=== Data provided ===
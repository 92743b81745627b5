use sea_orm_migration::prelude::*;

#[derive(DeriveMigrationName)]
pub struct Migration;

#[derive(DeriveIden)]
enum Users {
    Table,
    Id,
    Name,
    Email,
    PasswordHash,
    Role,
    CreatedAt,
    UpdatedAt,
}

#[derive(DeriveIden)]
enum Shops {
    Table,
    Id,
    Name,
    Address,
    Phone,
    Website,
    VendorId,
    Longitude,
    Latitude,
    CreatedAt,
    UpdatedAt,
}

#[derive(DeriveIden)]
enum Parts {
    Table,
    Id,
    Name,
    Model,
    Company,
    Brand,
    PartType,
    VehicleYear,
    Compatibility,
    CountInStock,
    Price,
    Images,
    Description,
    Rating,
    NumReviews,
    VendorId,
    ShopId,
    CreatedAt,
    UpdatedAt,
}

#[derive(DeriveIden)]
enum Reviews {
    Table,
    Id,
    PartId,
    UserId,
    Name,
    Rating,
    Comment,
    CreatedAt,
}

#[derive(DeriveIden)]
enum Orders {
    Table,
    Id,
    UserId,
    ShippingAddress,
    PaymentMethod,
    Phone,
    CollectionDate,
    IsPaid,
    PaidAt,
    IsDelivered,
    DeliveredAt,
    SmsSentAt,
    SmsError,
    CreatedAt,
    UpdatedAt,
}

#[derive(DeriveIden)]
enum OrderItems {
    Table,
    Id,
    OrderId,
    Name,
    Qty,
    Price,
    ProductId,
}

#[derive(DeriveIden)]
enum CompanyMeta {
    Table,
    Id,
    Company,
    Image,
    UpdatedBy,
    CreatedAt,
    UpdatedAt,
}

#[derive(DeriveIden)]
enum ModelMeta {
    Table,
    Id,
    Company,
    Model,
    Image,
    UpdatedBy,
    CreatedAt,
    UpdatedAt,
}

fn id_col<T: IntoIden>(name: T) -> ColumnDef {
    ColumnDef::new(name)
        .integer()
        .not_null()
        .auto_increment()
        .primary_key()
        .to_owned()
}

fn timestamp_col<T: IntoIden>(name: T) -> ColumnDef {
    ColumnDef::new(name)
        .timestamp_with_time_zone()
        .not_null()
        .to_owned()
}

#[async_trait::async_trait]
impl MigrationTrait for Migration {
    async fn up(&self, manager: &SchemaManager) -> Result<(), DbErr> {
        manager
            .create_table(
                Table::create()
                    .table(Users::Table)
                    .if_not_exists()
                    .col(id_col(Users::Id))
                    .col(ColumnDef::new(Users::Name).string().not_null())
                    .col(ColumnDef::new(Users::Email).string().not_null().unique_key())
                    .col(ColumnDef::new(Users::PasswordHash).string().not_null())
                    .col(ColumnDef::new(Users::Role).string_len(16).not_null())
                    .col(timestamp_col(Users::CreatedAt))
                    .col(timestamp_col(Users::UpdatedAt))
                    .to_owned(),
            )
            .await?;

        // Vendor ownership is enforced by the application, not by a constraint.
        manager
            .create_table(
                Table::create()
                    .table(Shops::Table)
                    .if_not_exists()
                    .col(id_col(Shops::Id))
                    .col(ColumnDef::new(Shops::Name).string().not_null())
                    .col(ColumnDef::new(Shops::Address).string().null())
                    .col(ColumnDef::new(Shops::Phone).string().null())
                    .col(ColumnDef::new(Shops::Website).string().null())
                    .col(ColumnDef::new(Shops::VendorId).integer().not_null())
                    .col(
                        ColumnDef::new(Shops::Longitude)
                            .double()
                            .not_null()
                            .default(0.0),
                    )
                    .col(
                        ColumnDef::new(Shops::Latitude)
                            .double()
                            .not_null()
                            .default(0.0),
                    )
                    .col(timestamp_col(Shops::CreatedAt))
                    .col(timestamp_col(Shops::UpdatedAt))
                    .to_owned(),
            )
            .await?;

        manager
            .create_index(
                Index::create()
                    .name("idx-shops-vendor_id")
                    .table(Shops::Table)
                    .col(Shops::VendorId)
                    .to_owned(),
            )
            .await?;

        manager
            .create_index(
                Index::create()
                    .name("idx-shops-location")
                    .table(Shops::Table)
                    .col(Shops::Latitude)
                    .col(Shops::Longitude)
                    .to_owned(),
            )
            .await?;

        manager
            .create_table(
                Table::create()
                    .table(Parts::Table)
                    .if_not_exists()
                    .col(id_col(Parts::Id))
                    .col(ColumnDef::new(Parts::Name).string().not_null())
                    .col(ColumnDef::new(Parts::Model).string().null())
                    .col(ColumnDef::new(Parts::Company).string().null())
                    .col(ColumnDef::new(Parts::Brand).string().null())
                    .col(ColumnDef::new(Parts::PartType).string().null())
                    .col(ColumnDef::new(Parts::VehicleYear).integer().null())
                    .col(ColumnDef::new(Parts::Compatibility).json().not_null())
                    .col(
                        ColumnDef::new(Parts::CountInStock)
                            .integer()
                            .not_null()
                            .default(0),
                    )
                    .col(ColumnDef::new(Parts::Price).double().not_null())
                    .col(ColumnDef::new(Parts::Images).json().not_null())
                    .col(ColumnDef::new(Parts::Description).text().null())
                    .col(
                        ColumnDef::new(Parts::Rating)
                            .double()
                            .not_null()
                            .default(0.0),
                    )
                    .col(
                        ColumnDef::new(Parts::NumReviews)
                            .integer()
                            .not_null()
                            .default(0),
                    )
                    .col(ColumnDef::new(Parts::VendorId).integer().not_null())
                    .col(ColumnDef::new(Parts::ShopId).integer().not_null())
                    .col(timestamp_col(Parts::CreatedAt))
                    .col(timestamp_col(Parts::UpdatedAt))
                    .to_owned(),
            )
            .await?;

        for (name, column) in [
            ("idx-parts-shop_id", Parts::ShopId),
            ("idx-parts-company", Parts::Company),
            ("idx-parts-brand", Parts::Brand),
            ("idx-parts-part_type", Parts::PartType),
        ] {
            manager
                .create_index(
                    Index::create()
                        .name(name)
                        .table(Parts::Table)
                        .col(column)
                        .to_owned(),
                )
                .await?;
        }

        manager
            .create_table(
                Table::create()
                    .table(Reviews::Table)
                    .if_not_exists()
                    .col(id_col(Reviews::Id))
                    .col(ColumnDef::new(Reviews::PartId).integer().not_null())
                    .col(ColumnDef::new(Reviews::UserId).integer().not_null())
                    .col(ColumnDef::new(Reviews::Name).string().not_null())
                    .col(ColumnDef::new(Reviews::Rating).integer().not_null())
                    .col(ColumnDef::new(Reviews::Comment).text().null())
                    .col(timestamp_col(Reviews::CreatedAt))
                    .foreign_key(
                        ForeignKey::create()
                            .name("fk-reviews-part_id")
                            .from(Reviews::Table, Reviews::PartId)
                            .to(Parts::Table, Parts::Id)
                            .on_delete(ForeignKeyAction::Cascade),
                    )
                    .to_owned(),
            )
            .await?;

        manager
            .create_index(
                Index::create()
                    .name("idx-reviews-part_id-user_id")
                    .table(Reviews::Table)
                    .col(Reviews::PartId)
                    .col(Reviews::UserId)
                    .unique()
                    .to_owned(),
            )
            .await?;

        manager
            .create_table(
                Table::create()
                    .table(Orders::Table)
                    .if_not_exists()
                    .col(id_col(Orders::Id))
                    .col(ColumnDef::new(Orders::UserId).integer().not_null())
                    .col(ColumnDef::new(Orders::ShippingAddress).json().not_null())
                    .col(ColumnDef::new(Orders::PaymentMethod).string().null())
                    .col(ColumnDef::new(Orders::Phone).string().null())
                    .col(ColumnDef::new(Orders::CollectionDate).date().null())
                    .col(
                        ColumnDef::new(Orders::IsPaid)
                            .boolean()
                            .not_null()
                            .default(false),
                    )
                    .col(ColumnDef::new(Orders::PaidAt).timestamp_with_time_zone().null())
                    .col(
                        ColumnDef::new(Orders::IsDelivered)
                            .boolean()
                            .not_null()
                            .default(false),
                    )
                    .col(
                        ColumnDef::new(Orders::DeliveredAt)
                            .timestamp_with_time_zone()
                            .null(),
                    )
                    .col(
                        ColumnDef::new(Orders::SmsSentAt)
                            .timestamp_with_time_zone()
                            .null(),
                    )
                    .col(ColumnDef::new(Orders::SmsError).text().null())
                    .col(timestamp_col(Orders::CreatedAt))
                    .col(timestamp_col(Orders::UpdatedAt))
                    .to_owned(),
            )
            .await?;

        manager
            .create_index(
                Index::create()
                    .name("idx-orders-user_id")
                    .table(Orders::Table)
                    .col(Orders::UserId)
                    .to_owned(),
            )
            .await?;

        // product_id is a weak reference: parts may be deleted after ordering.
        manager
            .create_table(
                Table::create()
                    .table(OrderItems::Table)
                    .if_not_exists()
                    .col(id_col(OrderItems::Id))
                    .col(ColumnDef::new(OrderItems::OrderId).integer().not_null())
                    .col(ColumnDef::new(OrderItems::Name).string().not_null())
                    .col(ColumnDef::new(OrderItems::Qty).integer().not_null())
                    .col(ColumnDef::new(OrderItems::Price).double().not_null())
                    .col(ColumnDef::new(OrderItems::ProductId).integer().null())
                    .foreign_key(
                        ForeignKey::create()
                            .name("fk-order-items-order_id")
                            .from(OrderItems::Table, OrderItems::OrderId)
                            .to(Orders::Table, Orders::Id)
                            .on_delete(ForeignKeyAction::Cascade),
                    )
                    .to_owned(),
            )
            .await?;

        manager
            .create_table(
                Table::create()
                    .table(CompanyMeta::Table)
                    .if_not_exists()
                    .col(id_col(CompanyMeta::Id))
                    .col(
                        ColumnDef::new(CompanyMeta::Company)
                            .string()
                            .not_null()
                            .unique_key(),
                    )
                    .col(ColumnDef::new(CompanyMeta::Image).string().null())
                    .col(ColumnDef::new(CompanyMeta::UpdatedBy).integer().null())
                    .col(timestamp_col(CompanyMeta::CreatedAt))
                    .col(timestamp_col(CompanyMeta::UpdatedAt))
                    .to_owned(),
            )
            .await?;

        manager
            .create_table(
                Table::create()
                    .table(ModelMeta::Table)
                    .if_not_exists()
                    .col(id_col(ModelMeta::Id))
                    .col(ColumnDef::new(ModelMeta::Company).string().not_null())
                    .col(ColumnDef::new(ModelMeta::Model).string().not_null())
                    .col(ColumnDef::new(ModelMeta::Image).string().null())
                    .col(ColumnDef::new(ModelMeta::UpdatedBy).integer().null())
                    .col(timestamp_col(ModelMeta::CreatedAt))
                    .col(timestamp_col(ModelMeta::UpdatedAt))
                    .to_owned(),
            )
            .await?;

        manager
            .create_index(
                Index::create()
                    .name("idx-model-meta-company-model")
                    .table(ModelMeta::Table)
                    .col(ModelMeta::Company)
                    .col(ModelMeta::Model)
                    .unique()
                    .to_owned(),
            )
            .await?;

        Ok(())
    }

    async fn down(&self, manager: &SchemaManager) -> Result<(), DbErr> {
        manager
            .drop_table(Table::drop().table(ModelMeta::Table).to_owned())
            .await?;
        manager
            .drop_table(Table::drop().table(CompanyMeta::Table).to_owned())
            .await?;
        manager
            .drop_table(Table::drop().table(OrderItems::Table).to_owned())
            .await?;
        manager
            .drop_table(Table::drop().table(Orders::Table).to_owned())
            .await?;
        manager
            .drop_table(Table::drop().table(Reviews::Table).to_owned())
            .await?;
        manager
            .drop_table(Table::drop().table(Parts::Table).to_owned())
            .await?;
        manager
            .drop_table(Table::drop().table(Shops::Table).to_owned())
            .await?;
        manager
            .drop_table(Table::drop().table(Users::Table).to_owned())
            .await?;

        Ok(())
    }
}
===
__Problem requirements__: Within the entries above, work out how many lines contain the word "self". The number alone is the answer.

__Solution for this problem__: 2